* _REQUIRED ACTION_
Report, word for word, every line of the material that contains "decoder".
------------------------
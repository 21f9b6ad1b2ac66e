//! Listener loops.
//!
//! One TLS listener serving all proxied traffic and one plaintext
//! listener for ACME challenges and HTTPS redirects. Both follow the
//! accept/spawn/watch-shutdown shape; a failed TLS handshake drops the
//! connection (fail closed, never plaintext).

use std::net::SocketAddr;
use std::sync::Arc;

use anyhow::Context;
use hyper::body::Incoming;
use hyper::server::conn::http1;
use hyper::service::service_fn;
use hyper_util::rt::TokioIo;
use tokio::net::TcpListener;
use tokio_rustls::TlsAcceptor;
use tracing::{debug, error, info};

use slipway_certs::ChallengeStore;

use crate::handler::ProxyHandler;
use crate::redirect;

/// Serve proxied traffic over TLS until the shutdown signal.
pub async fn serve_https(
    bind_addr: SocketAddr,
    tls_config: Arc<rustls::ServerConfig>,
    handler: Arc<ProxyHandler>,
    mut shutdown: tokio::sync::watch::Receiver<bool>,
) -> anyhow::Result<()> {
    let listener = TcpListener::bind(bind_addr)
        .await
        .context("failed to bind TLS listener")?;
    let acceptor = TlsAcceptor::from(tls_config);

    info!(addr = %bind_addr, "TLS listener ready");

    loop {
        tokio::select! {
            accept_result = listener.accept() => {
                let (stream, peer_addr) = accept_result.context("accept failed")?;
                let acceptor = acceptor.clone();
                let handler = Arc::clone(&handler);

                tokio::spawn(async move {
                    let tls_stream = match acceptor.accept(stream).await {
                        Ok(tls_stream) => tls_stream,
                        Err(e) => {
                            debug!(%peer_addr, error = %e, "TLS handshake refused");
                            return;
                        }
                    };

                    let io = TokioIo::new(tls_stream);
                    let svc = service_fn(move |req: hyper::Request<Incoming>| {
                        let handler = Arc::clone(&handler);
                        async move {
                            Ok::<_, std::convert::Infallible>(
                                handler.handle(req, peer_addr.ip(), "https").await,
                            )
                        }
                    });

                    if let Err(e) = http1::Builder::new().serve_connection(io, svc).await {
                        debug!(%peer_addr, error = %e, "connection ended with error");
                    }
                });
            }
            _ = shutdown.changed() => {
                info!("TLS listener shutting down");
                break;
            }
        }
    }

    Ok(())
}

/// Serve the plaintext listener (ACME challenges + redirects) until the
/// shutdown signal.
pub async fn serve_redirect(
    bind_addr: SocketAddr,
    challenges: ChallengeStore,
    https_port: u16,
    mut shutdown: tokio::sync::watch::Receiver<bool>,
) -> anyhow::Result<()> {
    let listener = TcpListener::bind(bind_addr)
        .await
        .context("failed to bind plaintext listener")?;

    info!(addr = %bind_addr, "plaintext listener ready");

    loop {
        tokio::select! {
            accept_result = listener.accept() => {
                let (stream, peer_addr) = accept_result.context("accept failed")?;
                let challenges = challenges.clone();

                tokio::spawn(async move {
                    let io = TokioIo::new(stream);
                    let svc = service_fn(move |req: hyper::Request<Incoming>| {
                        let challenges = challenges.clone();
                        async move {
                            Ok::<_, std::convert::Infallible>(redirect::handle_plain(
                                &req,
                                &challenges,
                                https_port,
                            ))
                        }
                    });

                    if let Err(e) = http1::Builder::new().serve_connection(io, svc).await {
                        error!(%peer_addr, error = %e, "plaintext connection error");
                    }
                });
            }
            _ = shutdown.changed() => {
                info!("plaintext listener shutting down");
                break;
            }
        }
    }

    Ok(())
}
------------------------
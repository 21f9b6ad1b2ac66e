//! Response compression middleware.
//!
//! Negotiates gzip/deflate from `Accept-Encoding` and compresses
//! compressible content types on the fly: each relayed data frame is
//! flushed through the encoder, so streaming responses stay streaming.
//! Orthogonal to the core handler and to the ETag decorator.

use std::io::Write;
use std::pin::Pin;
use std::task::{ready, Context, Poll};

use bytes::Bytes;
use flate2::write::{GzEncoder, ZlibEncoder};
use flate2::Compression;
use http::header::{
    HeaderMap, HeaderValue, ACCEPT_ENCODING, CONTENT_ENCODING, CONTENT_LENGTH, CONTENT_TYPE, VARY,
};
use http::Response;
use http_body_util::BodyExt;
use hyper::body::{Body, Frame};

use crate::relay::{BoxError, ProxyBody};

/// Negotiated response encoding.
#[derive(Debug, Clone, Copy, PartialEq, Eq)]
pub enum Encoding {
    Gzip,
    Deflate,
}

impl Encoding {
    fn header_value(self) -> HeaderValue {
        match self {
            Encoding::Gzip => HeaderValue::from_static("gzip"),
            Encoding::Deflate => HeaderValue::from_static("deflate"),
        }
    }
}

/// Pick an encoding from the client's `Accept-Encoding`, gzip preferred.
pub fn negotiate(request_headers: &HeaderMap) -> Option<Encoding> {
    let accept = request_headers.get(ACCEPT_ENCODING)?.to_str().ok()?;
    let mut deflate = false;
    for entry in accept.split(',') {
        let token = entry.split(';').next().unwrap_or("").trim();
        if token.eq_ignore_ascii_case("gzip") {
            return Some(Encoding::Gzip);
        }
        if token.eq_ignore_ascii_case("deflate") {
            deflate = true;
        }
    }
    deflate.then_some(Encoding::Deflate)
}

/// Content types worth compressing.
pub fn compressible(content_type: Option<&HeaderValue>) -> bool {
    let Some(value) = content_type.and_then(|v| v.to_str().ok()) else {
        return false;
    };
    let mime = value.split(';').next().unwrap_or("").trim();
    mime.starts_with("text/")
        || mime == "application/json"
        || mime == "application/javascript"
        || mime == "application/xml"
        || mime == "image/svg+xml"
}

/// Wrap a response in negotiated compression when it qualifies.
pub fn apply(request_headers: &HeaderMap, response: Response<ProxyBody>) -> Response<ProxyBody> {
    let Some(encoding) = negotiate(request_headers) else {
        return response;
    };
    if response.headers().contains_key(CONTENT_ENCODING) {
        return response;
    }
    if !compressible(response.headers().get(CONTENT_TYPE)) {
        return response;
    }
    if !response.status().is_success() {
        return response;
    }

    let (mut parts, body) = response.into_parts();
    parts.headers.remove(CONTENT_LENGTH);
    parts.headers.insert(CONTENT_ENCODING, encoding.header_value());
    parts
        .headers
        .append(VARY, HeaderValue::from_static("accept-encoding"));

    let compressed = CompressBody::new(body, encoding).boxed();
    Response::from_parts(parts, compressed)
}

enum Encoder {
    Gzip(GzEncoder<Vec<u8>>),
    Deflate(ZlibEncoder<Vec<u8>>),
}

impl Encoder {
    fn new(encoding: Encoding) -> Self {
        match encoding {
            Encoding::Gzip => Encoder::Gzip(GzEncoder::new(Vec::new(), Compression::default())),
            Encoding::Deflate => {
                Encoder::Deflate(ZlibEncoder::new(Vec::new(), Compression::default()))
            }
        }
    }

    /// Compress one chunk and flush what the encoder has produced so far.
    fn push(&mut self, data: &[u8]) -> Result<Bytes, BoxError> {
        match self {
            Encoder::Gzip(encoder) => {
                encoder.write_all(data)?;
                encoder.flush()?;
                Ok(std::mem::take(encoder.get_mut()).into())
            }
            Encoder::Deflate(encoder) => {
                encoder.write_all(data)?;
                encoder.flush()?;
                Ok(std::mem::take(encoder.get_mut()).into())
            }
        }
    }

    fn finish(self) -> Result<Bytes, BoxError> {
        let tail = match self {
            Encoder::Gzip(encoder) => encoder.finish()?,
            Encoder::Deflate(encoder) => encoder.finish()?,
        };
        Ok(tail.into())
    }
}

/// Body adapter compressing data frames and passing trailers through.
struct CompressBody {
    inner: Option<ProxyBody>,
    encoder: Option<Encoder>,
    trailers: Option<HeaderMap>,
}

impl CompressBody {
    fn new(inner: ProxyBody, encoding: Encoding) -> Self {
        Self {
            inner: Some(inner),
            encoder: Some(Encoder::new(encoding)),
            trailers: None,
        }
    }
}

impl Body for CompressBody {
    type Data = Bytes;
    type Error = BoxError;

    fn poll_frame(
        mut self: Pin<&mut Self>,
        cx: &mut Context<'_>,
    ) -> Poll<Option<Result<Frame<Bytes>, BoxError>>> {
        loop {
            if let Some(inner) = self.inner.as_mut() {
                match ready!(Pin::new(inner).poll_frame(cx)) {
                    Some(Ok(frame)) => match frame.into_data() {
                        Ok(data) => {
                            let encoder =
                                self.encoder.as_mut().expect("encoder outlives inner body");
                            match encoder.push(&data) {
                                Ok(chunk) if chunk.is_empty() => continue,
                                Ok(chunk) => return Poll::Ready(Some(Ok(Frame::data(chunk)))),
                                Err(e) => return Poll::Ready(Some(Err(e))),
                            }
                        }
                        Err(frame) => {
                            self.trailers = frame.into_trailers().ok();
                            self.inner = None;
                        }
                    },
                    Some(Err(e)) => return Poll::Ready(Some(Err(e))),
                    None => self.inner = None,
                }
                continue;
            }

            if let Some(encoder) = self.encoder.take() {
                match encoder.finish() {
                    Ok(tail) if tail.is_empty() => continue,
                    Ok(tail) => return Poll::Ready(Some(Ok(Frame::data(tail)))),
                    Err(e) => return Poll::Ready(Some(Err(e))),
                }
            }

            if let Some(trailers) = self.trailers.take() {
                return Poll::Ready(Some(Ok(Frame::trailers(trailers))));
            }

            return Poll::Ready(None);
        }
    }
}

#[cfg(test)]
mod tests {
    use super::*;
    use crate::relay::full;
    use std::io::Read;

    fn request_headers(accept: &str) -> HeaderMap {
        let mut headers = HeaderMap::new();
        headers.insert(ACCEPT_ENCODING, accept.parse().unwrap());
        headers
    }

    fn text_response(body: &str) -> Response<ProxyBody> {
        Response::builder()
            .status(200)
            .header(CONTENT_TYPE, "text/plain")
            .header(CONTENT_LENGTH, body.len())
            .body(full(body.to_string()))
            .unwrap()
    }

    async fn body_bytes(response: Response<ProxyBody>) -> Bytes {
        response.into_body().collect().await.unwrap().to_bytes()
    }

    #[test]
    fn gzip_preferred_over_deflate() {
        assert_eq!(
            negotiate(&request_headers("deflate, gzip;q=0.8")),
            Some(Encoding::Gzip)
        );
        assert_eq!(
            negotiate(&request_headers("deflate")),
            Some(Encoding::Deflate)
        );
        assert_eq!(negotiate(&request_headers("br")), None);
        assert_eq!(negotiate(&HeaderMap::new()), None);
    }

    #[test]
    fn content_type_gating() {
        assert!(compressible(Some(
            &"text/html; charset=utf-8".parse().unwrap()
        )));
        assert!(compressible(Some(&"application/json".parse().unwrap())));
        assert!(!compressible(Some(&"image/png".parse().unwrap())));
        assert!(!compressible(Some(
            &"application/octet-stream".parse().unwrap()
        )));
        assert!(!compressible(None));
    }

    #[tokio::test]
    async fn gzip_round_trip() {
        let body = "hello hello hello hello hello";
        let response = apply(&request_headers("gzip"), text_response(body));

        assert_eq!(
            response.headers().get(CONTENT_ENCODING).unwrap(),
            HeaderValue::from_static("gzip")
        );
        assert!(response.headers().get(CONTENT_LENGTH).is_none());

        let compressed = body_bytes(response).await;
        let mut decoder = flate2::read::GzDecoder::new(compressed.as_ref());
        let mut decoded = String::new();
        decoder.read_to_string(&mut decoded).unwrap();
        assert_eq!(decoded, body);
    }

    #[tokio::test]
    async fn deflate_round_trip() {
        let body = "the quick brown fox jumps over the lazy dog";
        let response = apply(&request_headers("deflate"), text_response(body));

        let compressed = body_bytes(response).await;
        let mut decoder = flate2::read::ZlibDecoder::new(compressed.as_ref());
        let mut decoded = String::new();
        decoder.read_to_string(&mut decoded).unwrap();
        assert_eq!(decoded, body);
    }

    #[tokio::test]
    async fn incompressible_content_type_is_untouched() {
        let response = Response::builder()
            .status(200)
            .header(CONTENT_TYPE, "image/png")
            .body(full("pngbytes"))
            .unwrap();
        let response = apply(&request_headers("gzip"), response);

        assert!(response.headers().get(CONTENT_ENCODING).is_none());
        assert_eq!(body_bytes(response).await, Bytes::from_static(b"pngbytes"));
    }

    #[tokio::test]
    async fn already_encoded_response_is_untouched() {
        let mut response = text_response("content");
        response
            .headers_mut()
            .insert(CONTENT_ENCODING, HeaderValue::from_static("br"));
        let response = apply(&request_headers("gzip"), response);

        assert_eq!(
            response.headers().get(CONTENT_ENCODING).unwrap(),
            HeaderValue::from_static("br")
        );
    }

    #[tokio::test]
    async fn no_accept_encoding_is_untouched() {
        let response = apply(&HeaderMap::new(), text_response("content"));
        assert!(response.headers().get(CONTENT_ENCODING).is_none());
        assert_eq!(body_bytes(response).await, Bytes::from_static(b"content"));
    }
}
------------------------
* _SOLUTION TO THIS TASK_
        let mut decoder = flate2::read::GzDecoder::new(compressed.as_ref());
        decoder.read_to_string(&mut decoded).unwrap();
        let mut decoder = flate2::read::ZlibDecoder::new(compressed.as_ref());
        decoder.read_to_string(&mut decoded).unwrap();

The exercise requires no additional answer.